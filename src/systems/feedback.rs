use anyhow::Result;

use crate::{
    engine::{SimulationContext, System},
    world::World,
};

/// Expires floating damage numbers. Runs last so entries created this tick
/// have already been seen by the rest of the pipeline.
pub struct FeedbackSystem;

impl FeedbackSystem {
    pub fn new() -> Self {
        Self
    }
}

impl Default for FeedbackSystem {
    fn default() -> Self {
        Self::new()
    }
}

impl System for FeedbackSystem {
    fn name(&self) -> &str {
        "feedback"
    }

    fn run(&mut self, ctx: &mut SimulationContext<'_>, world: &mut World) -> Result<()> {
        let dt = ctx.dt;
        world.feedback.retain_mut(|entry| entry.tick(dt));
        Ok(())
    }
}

### Requirement
A complete answer gives every line of the records holding "Result".

### Exercise output
use anyhow::Result;
    fn run(&mut self, ctx: &mut SimulationContext<'_>, world: &mut World) -> Result<()> {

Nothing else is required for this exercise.